Below are records; please set down exactly the lines from the first through the one containing "pub fn new(release: impl".

Top of RECORDS TO PROCESS

//! Package version parsing, normalization, and ordering.
//!
//! Versions follow the Python packaging scheme:
//! - `[N!]N(.N)*[{a|b|rc}N][.postN][.devN][+local]`
//! - Trailing zero release segments are insignificant (`1.0 == 1.0.0`)
//! - Within one release: `.devN` < pre-releases < final < `.postN`
//! - A local label sorts after the same version without one
//!
//! Alternate spellings (`1.0-ALPHA.1`, `1.0-1`, `v2`) are accepted and
//! rendered in canonical form by `Display`.

use serde::{Deserialize, Deserializer, Serialize, Serializer};
use std::cmp::Ordering;
use std::fmt;
use std::hash::{Hash, Hasher};
use std::str::FromStr;

use crate::error::ConstraintError;

/// A parsed, normalized version.
#[derive(Debug, Clone)]
pub struct Version {
    epoch: u64,
    release: Vec<u64>,
    pre: Option<PreRelease>,
    post: Option<u64>,
    dev: Option<u64>,
    local: Vec<LocalSegment>,
}

#[derive(Debug, Clone, Copy, PartialEq, Eq, PartialOrd, Ord, Hash)]
pub enum PreKind {
    Alpha,
    Beta,
    Rc,
}

#[derive(Debug, Clone, Copy, PartialEq, Eq, PartialOrd, Ord, Hash)]
pub struct PreRelease {
    pub kind: PreKind,
    pub number: u64,
}

/// Local label segment. Text sorts before numbers.
#[derive(Debug, Clone, PartialEq, Eq, PartialOrd, Ord, Hash)]
enum LocalSegment {
    Text(String),
    Number(u64),
}

#[derive(PartialEq, Eq, PartialOrd, Ord)]
enum PreKey {
    DevOnly,
    Pre(PreRelease),
    Final,
}

#[derive(PartialEq, Eq, PartialOrd, Ord)]
enum DevKey {
    Dev(u64),
    Released,
}

impl Version {
    /// A final release with the given segments, e.g. `Version::new([2, 25])`.
    pub fn new(release: impl IntoIterator<Item = u64>) -> Self {
        let mut release: Vec<u64> = release.into_iter().collect();
        if release.is_empty() {
            release.push(0);
        }
        Self {
            epoch: 0,
            release,
            pre: None,
            post: None,
            dev: None,
            local: Vec::new(),
        }
    }

    pub fn parse(input: &str) -> Result<Self, ConstraintError> {
        Parser::new(input).parse()
    }

    pub fn epoch(&self) -> u64 {
        self.epoch
    }

    pub fn release(&self) -> &[u64] {
        &self.release
    }

    pub fn pre(&self) -> Option<PreRelease> {
        self.pre
    }

    pub fn is_prerelease(&self) -> bool {
        self.pre.is_some() || self.dev.is_some()
    }

    pub fn is_local(&self) -> bool {
        !self.local.is_empty()
    }

    /// No pre, post, dev or local part: `2.0` but not `2.0.post1`.
    pub fn is_plain_release(&self) -> bool {
        self.pre.is_none() && self.post.is_none() && self.dev.is_none() && self.local.is_empty()
    }

    /// The same version without its local label.
    pub fn without_local(&self) -> Self {
        Self {
            local: Vec::new(),
            ..self.clone()
        }
    }

    /// The smallest version above every local variant of this one:
    /// `1.0` → `1.0.post0.dev0`, `1.0.dev2` → `1.0.dev3`.
    pub fn local_ceiling(&self) -> Self {
        let base = self.without_local();
        match self.dev {
            Some(n) => Self {
                dev: Some(n + 1),
                ..base
            },
            None => Self {
                post: Some(self.post.map_or(0, |p| p + 1)),
                dev: Some(0),
                ..base
            },
        }
    }

    /// For a local ceiling of a version without a dev part
    /// (`1.0.post0.dev0`) the version it caps (`1.0`).
    pub fn ceiling_release(&self) -> Option<Self> {
        match (self.post, self.dev) {
            (Some(post), Some(0)) if self.local.is_empty() => Some(Self {
                post: post.checked_sub(1),
                dev: None,
                ..self.clone()
            }),
            _ => None,
        }
    }

    /// The smallest version of this release series: `1.2` → `1.2.dev0`.
    pub fn series_floor(&self) -> Self {
        Self {
            epoch: self.epoch,
            release: self.release.clone(),
            pre: None,
            post: None,
            dev: Some(0),
            local: Vec::new(),
        }
    }

    /// Floor of the series named by the first `len` release segments:
    /// `1.2.3` with `len = 2` → `1.2.dev0`.
    pub fn prefix_floor(&self, len: usize) -> Self {
        Self {
            release: self.release_prefix(len),
            ..self.series_floor()
        }
    }

    /// Floor of the series after the first `len` release segments:
    /// `1.2.3` with `len = 2` → `1.3.dev0`.
    pub fn next_prefix_floor(&self, len: usize) -> Self {
        let mut release = self.release_prefix(len);
        if let Some(last) = release.last_mut() {
            *last += 1;
        }
        Self {
            release,
            ..self.series_floor()
        }
    }

    /// For a series floor (`1.2.dev0`) the release it opens (`1.2`).
    pub fn floor_release(&self) -> Option<Self> {
        if self.dev == Some(0) && self.pre.is_none() && self.post.is_none() && self.local.is_empty()
        {
            Some(Self {
                dev: None,
                ..self.clone()
            })
        } else {
            None
        }
    }

    fn release_prefix(&self, len: usize) -> Vec<u64> {
        (0..len.max(1))
            .map(|i| self.release.get(i).copied().unwrap_or(0))
            .collect()
    }

    /// Release segments with trailing zeros removed (comparison identity).
    fn significant_release(&self) -> &[u64] {
        let mut end = self.release.len();
        while end > 1 && self.release[end - 1] == 0 {
            end -= 1;
        }
        &self.release[..end]
    }

    fn pre_key(&self) -> PreKey {
        match (self.pre, self.post, self.dev) {
            (None, None, Some(_)) => PreKey::DevOnly,
            (Some(pre), _, _) => PreKey::Pre(pre),
            _ => PreKey::Final,
        }
    }

    fn dev_key(&self) -> DevKey {
        match self.dev {
            Some(n) => DevKey::Dev(n),
            None => DevKey::Released,
        }
    }
}

impl Ord for Version {
    fn cmp(&self, other: &Self) -> Ordering {
        self.epoch
            .cmp(&other.epoch)
            .then_with(|| compare_release(&self.release, &other.release))
            .then_with(|| self.pre_key().cmp(&other.pre_key()))
            .then_with(|| self.post.cmp(&other.post))
            .then_with(|| self.dev_key().cmp(&other.dev_key()))
            .then_with(|| self.local.cmp(&other.local))
    }
}

impl PartialOrd for Version {
    fn partial_cmp(&self, other: &Self) -> Option<Ordering> {
        Some(self.cmp(other))
    }
}

impl PartialEq for Version {
    fn eq(&self, other: &Self) -> bool {
        self.cmp(other) == Ordering::Equal
    }
}

impl Eq for Version {}

impl Hash for Version {
    fn hash<H: Hasher>(&self, state: &mut H) {
        self.epoch.hash(state);
        self.significant_release().hash(state);
        self.pre.hash(state);
        self.post.hash(state);
        self.dev.hash(state);
        self.local.hash(state);
    }
}

fn compare_release(a: &[u64], b: &[u64]) -> Ordering {
    let len = a.len().max(b.len());
    for i in 0..len {
        let x = a.get(i).copied().unwrap_or(0);
        let y = b.get(i).copied().unwrap_or(0);
        match x.cmp(&y) {
            Ordering::Equal => continue,
            ord => return ord,
        }
    }
    Ordering::Equal
}

impl fmt::Display for Version {
    fn fmt(&self, f: &mut fmt::Formatter<'_>) -> fmt::Result {
        if self.epoch != 0 {
            write!(f, "{}!", self.epoch)?;
        }
        let release: Vec<String> = self.release.iter().map(u64::to_string).collect();
        f.write_str(&release.join("."))?;
        if let Some(pre) = self.pre {
            let tag = match pre.kind {
                PreKind::Alpha => "a",
                PreKind::Beta => "b",
                PreKind::Rc => "rc",
            };
            write!(f, "{tag}{}", pre.number)?;
        }
        if let Some(post) = self.post {
            write!(f, ".post{post}")?;
        }
        if let Some(dev) = self.dev {
            write!(f, ".dev{dev}")?;
        }
        if !self.local.is_empty() {
            let local: Vec<String> = self
                .local
                .iter()
                .map(|s| match s {
                    LocalSegment::Text(t) => t.clone(),
                    LocalSegment::Number(n) => n.to_string(),
                })
                .collect();
            write!(f, "+{}", local.join("."))?;
        }
        Ok(())
    }
}

impl FromStr for Version {
    type Err = ConstraintError;

    fn from_str(s: &str) -> Result<Self, Self::Err> {
        Self::parse(s)
    }
}

impl Serialize for Version {
    fn serialize<S: Serializer>(&self, serializer: S) -> Result<S::Ok, S::Error> {
        serializer.collect_str(self)
    }
}

impl<'de> Deserialize<'de> for Version {
    fn deserialize<D: Deserializer<'de>>(deserializer: D) -> Result<Self, D::Error> {
        let raw = String::deserialize(deserializer)?;
        Version::parse(&raw).map_err(serde::de::Error::custom)
    }
}

struct Parser<'a> {
    original: &'a str,
    chars: Vec<char>,
    pos: usize,
}

impl<'a> Parser<'a> {
    fn new(original: &'a str) -> Self {
        let lowered = original.trim().to_ascii_lowercase();
        let body = lowered.strip_prefix('v').unwrap_or(&lowered).to_string();
        Self {
            original,
            chars: body.chars().collect(),
            pos: 0,
        }
    }

    fn error(&self, reason: &str) -> ConstraintError {
        ConstraintError::Version {
            input: self.original.to_string(),
            reason: reason.to_string(),
        }
    }

    fn peek(&self) -> Option<char> {
        self.chars.get(self.pos).copied()
    }

    fn number(&mut self) -> Option<u64> {
        let start = self.pos;
        while self.peek().is_some_and(|c| c.is_ascii_digit()) {
            self.pos += 1;
        }
        if start == self.pos {
            return None;
        }
        let digits: String = self.chars[start..self.pos].iter().collect();
        digits.parse().ok()
    }

    fn word(&mut self) -> String {
        let start = self.pos;
        while self.peek().is_some_and(|c| c.is_ascii_alphabetic()) {
            self.pos += 1;
        }
        self.chars[start..self.pos].iter().collect()
    }

    fn skip_separator(&mut self) -> bool {
        if self.peek().is_some_and(|c| matches!(c, '.' | '-' | '_')) {
            self.pos += 1;
            true
        } else {
            false
        }
    }

    /// Try a `[sep]word[sep]N` suffix; rewinds when `accept` rejects the word.
    fn tagged_suffix(&mut self, accept: impl Fn(&str) -> bool) -> Option<(String, Option<u64>)> {
        let save = self.pos;
        self.skip_separator();
        let word = self.word();
        if word.is_empty() || !accept(&word) {
            self.pos = save;
            return None;
        }
        let before_number = self.pos;
        self.skip_separator();
        let number = self.number();
        if number.is_none() {
            self.pos = before_number;
        }
        Some((word, number))
    }

    fn parse(mut self) -> Result<Version, ConstraintError> {
        if self.chars.is_empty() {
            return Err(self.error("empty version"));
        }

        let mut epoch = 0;
        let first = self.number().ok_or_else(|| self.error("expected a number"))?;
        let mut release = vec![first];
        if self.peek() == Some('!') {
            self.pos += 1;
            epoch = first;
            release.clear();
            release.push(
                self.number()
                    .ok_or_else(|| self.error("expected release after epoch"))?,
            );
        }
        while self.peek() == Some('.')
            && self
                .chars
                .get(self.pos + 1)
                .is_some_and(|c| c.is_ascii_digit())
        {
            self.pos += 1;
            if let Some(n) = self.number() {
                release.push(n);
            }
        }

        let pre = self
            .tagged_suffix(|w| {
                matches!(
                    w,
                    "a" | "alpha" | "b" | "beta" | "c" | "rc" | "pre" | "preview"
                )
            })
            .map(|(word, n)| {
                let kind = match word.as_str() {
                    "a" | "alpha" => PreKind::Alpha,
                    "b" | "beta" => PreKind::Beta,
                    _ => PreKind::Rc,
                };
                PreRelease {
                    kind,
                    number: n.unwrap_or(0),
                }
            });

        let mut post = self
            .tagged_suffix(|w| matches!(w, "post" | "rev" | "r"))
            .map(|(_, n)| n.unwrap_or(0));
        if post.is_none() && self.peek() == Some('-') {
            let save = self.pos;
            self.pos += 1;
            match self.number() {
                Some(n) => post = Some(n),
                None => self.pos = save,
            }
        }

        let dev = self
            .tagged_suffix(|w| w == "dev")
            .map(|(_, n)| n.unwrap_or(0));

        let mut local = Vec::new();
        if self.peek() == Some('+') {
            self.pos += 1;
            let rest: String = self.chars[self.pos..].iter().collect();
            for part in rest.split(['.', '-', '_']) {
                if part.is_empty() || !part.chars().all(|c| c.is_ascii_alphanumeric()) {
                    return Err(self.error("invalid local version label"));
                }
                local.push(match part.parse::<u64>() {
                    Ok(n) => LocalSegment::Number(n),
                    Err(_) => LocalSegment::Text(part.to_string()),
                });
            }
            self.pos = self.chars.len();
        }

        if self.pos != self.chars.len() {
            return Err(self.error("unexpected trailing characters"));
        }

        Ok(Version {
            epoch,
            release,
            pre,
            post,
            dev,
            local,
        })
    }
}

Bottom of RECORDS TO PROCESS

### SOLUTION TO THE EXERCISE:
//! Package version parsing, normalization, and ordering.
//!
//! Versions follow the Python packaging scheme:
//! - `[N!]N(.N)*[{a|b|rc}N][.postN][.devN][+local]`
//! - Trailing zero release segments are insignificant (`1.0 == 1.0.0`)
//! - Within one release: `.devN` < pre-releases < final < `.postN`
//! - A local label sorts after the same version without one
//!
//! Alternate spellings (`1.0-ALPHA.1`, `1.0-1`, `v2`) are accepted and
//! rendered in canonical form by `Display`.

use serde::{Deserialize, Deserializer, Serialize, Serializer};
use std::cmp::Ordering;
use std::fmt;
use std::hash::{Hash, Hasher};
use std::str::FromStr;

use crate::error::ConstraintError;

/// A parsed, normalized version.
#[derive(Debug, Clone)]
pub struct Version {
    epoch: u64,
    release: Vec<u64>,
    pre: Option<PreRelease>,
    post: Option<u64>,
    dev: Option<u64>,
    local: Vec<LocalSegment>,
}

#[derive(Debug, Clone, Copy, PartialEq, Eq, PartialOrd, Ord, Hash)]
pub enum PreKind {
    Alpha,
    Beta,
    Rc,
}

#[derive(Debug, Clone, Copy, PartialEq, Eq, PartialOrd, Ord, Hash)]
pub struct PreRelease {
    pub kind: PreKind,
    pub number: u64,
}

/// Local label segment. Text sorts before numbers.
#[derive(Debug, Clone, PartialEq, Eq, PartialOrd, Ord, Hash)]
enum LocalSegment {
    Text(String),
    Number(u64),
}

#[derive(PartialEq, Eq, PartialOrd, Ord)]
enum PreKey {
    DevOnly,
    Pre(PreRelease),
    Final,
}

#[derive(PartialEq, Eq, PartialOrd, Ord)]
enum DevKey {
    Dev(u64),
    Released,
}

impl Version {
    /// A final release with the given segments, e.g. `Version::new([2, 25])`.
    pub fn new(release: impl IntoIterator<Item = u64>) -> Self {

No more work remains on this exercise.